▶ **Record extracts**
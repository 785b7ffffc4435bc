use flagdeck_api_models::Me;

use super::ApiClient;
use crate::error::CliResult;

impl ApiClient<'_> {
    /// Account owning the credential in use.
    pub async fn me(&self) -> CliResult<Me> {
        self.get(&["v1", "me"]).await
    }
}
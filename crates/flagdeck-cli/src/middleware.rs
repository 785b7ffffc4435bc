//! Ordered middleware wrapping every invocation.
//!
//! Each step receives the invocation plus a [`Next`] handle and either passes
//! control on or short-circuits with an error. The chain always ends in
//! dispatch to the selected handler; the top-level error handler sits outside
//! the chain in `cli::run_with`.

use async_trait::async_trait;
use clap::ArgMatches;
use tracing::{debug, instrument};

use crate::cancel::Cancellation;
use crate::context::ExecutionContext;
use crate::error::{CliError, CliResult};
use crate::tree::{CommandTree, Selection, VERBOSE_ARG};

const MISSING_CREDENTIAL: &str = "No credential configured. Run 'flagdeck setup' or set \
FLAGDECK_API_USER and FLAGDECK_API_PASS.";

/// Everything a middleware step or handler can see about the invocation.
#[derive(Debug, Clone, Copy)]
pub struct Invocation<'a> {
    /// Matches of the root command.
    pub matches: &'a ArgMatches,
    /// Command chosen by the command line.
    pub selection: Selection<'a>,
    /// Shared execution context.
    pub context: &'a ExecutionContext,
    /// Cancellation signal for the whole invocation.
    pub cancel: &'a Cancellation,
    /// Tree the selection was resolved against.
    pub tree: &'a CommandTree,
}

#[async_trait]
/// One step of the chain.
pub trait Middleware: Send + Sync {
    /// Run the step, calling `next.run(invocation)` to continue.
    async fn handle(&self, invocation: &Invocation<'_>, next: Next<'_>) -> CliResult<()>;
}

/// Remaining steps of the chain.
#[derive(Clone, Copy)]
pub struct Next<'c> {
    remaining: &'c [Box<dyn Middleware>],
}

impl<'c> Next<'c> {
    /// Handle positioned at the start of `chain`.
    #[must_use]
    pub const fn new(chain: &'c [Box<dyn Middleware>]) -> Self {
        Self { remaining: chain }
    }

    /// Continue with the next step, or dispatch when none remain.
    ///
    /// # Errors
    ///
    /// Propagates the first error produced by a step or the handler.
    pub async fn run(self, invocation: &Invocation<'_>) -> CliResult<()> {
        match self.remaining.split_first() {
            Some((step, rest)) => step.handle(invocation, Next { remaining: rest }).await,
            None => dispatch(invocation).await,
        }
    }
}

/// Default chain: verbosity, then credential installation.
#[must_use]
pub fn default_chain() -> Vec<Box<dyn Middleware>> {
    vec![Box::new(VerbosityStep), Box::new(CredentialStep)]
}

/// Resolves the global verbose flag onto the output sink.
#[derive(Debug, Clone, Copy, Default)]
pub struct VerbosityStep;

#[async_trait]
impl Middleware for VerbosityStep {
    async fn handle(&self, invocation: &Invocation<'_>, next: Next<'_>) -> CliResult<()> {
        let verbose = flag_set(invocation.selection.matches(), VERBOSE_ARG)
            || flag_set(invocation.matches, VERBOSE_ARG);
        invocation.context.output().set_verbose(verbose);
        next.run(invocation).await
    }
}

/// Loads configuration and installs the API host and credential.
///
/// Commands that require authentication never reach dispatch without a
/// credential.
#[derive(Debug, Clone, Copy, Default)]
pub struct CredentialStep;

#[async_trait]
impl Middleware for CredentialStep {
    #[instrument(name = "middleware.credential", skip_all)]
    async fn handle(&self, invocation: &Invocation<'_>, next: Next<'_>) -> CliResult<()> {
        let context = invocation.context;
        let config = tokio::select! {
            biased;
            () = invocation.cancel.cancelled() => return Err(CliError::Cancelled),
            loaded = context.config().get_config() => loaded?,
        };

        context.install_api_host(config.api_url()?)?;
        match config.auth {
            Some(credential) => {
                debug!(username = %credential.username, "credential installed");
                context.install_credential(credential)?;
            }
            None if needs_credential(invocation) => {
                return Err(CliError::validation(MISSING_CREDENTIAL));
            }
            None => debug!("no credential configured"),
        }

        next.run(invocation).await
    }
}

fn needs_credential(invocation: &Invocation<'_>) -> bool {
    let tree = invocation.tree;
    tree.requires_auth(&invocation.selection) && tree.handler(&invocation.selection).is_some()
}

async fn dispatch(invocation: &Invocation<'_>) -> CliResult<()> {
    let tree = invocation.tree;
    let Some(handler) = tree.handler(&invocation.selection) else {
        return Err(tree.not_runnable(&invocation.selection));
    };

    debug!(command = %tree.selection_path(&invocation.selection), "dispatching");
    handler(
        invocation.selection.matches(),
        invocation.context,
        invocation.cancel,
    )
    .await
}

fn flag_set(matches: &ArgMatches, name: &str) -> bool {
    matches
        .try_get_one::<bool>(name)
        .ok()
        .flatten()
        .copied()
        .unwrap_or(false)
}

#[cfg(test)]
mod tests {
    use super::*;
    use std::sync::Arc;

    use flagdeck_config::{CliConfig, Credential, MemoryConfigProvider};

    use crate::cancel::CancellationSource;
    use crate::output::{BufferedOutput, OutputSink};
    use crate::pipeline::{ReqwestTransport, RequestPipeline, RetryPolicy};
    use crate::tree::{
        Affinity, CommandDescriptor, CommandTreeBuilder, HandlerFuture, InlineCommand,
    };

    fn report_credential<'a>(
        _args: &'a ArgMatches,
        ctx: &'a ExecutionContext,
        _cancel: &'a Cancellation,
    ) -> HandlerFuture<'a> {
        Box::pin(async move {
            let user = ctx
                .credential()
                .map_or("<none>", |credential| credential.username.as_str());
            ctx.output().write_line(&format!("dispatched as {user}"));
            Ok(())
        })
    }

    fn tree() -> CommandTree {
        let mut builder = CommandTreeBuilder::new();
        builder
            .register(CommandDescriptor::root("flagdeck", "Root"))
            .register(
                CommandDescriptor::new("tag", "Manage tags", Affinity::ChildOf(&[]))
                    .inline(InlineCommand::new("update", "Update a tag", report_credential)),
            )
            .register(
                CommandDescriptor::new("cat", "Mascot", Affinity::ChildOf(&[]))
                    .handler(report_credential)
                    .without_auth(),
            );
        builder.build().expect("valid tree")
    }

    fn context(config: CliConfig, output: &Arc<BufferedOutput>) -> ExecutionContext {
        let transport = ReqwestTransport::new(std::time::Duration::from_secs(1)).expect("transport");
        ExecutionContext::new(
            output.clone(),
            Arc::new(MemoryConfigProvider::new(config)),
            RequestPipeline::new(Arc::new(transport), RetryPolicy::default()),
        )
    }

    async fn invoke(
        args: &[&str],
        config: CliConfig,
        cancel: &Cancellation,
    ) -> (CliResult<()>, Arc<BufferedOutput>) {
        let tree = tree();
        let matches = tree
            .to_clap()
            .try_get_matches_from(args)
            .expect("valid arguments");
        let selection = tree.resolve(&matches).expect("resolvable");
        let output = Arc::new(BufferedOutput::new());
        let ctx = context(config, &output);
        let invocation = Invocation {
            matches: &matches,
            selection,
            context: &ctx,
            cancel,
            tree: &tree,
        };
        let chain = default_chain();
        let result = Next::new(&chain).run(&invocation).await;
        (result, output)
    }

    fn authenticated() -> CliConfig {
        CliConfig {
            auth: Some(Credential::new("alice", "secret")),
            ..CliConfig::default()
        }
    }

    #[tokio::test]
    async fn credential_is_installed_before_dispatch() {
        let (result, output) = invoke(
            &["flagdeck", "tag", "update", "--verbose"],
            authenticated(),
            &Cancellation::never(),
        )
        .await;
        assert!(result.is_ok());
        assert_eq!(output.stdout(), "dispatched as alice\n");
        assert!(output.is_verbose());
    }

    #[tokio::test]
    async fn missing_credential_stops_before_dispatch() {
        let (result, output) = invoke(
            &["flagdeck", "tag", "update"],
            CliConfig::default(),
            &Cancellation::never(),
        )
        .await;
        assert!(matches!(result, Err(CliError::Validation(_))));
        assert!(output.stdout().is_empty());
    }

    #[tokio::test]
    async fn commands_without_auth_run_without_credential() {
        let (result, output) =
            invoke(&["flagdeck", "cat"], CliConfig::default(), &Cancellation::never()).await;
        assert!(result.is_ok());
        assert_eq!(output.stdout(), "dispatched as <none>\n");
    }

    #[tokio::test]
    async fn cancelled_invocation_never_dispatches() {
        let source = CancellationSource::new();
        source.cancel();
        let (result, output) =
            invoke(&["flagdeck", "cat"], authenticated(), &source.signal()).await;
        assert!(matches!(result, Err(CliError::Cancelled)));
        assert!(output.stdout().is_empty());
    }

    #[tokio::test]
    async fn group_without_subcommand_reports_help() {
        let (result, _output) =
            invoke(&["flagdeck", "tag"], CliConfig::default(), &Cancellation::never()).await;
        assert!(matches!(result, Err(CliError::Configuration { .. })));
    }
}
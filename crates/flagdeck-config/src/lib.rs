#![forbid(unsafe_code)]
#![deny(
    unused_must_use,
    rustdoc::broken_intra_doc_links,
    rustdoc::bare_urls,
    missing_docs
)]
#![warn(clippy::all, clippy::pedantic)]
#![allow(clippy::module_name_repetitions)]

//! Persisted configuration for the flagdeck CLI.
//!
//! Layout: `model.rs` (typed config and credential), `provider.rs`
//! (`ConfigProvider` contract, file-backed and in-memory implementations),
//! `error.rs` (`ConfigError`).

pub mod error;
pub mod model;
pub mod provider;

pub use error::{ConfigError, ConfigResult};
pub use model::{CliConfig, Credential, DEFAULT_API_HOST};
pub use provider::{
    API_HOST_ENV, API_PASS_ENV, API_USER_ENV, CONFIG_PATH_ENV, ConfigProvider,
    FileConfigProvider, MemoryConfigProvider, apply_overrides,
};
//! Errors raised while bootstrapping logging.

use thiserror::Error;
use tracing_subscriber::filter::ParseError;
use tracing_subscriber::util::TryInitError;

/// Result alias for telemetry operations.
pub type Result<T> = std::result::Result<T, TelemetryError>;

/// Logging bootstrap failures.
#[derive(Debug, Error)]
pub enum TelemetryError {
    /// The requested level is not a valid filter directive.
    #[error("invalid log level")]
    InvalidLevel {
        /// Level string as supplied.
        level: String,
        /// Directive parse failure.
        #[source]
        source: ParseError,
    },
    /// A global subscriber is already installed.
    #[error("failed to install tracing subscriber")]
    SubscriberInstall {
        /// Underlying tracing subscriber error.
        #[source]
        source: TryInitError,
    },
}

#[cfg(test)]
mod tests {
    use std::error::Error as _;

    use tracing_subscriber::EnvFilter;

    use super::*;

    #[test]
    fn invalid_level_keeps_the_parse_failure() {
        let source = EnvFilter::try_new("flagdeck=loud").expect_err("malformed directive");
        let err = TelemetryError::InvalidLevel {
            level: "flagdeck=loud".into(),
            source,
        };
        assert_eq!(err.to_string(), "invalid log level");
        assert!(err.source().is_some());
    }
}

▶ **How to complete this task**
Which lines of the data include "MemoryConfigProvider"? Copy each of them.

▶ **Response**
    use flagdeck_config::{CliConfig, Credential, MemoryConfigProvider};
            Arc::new(MemoryConfigProvider::new(config)),
    FileConfigProvider, MemoryConfigProvider, apply_overrides,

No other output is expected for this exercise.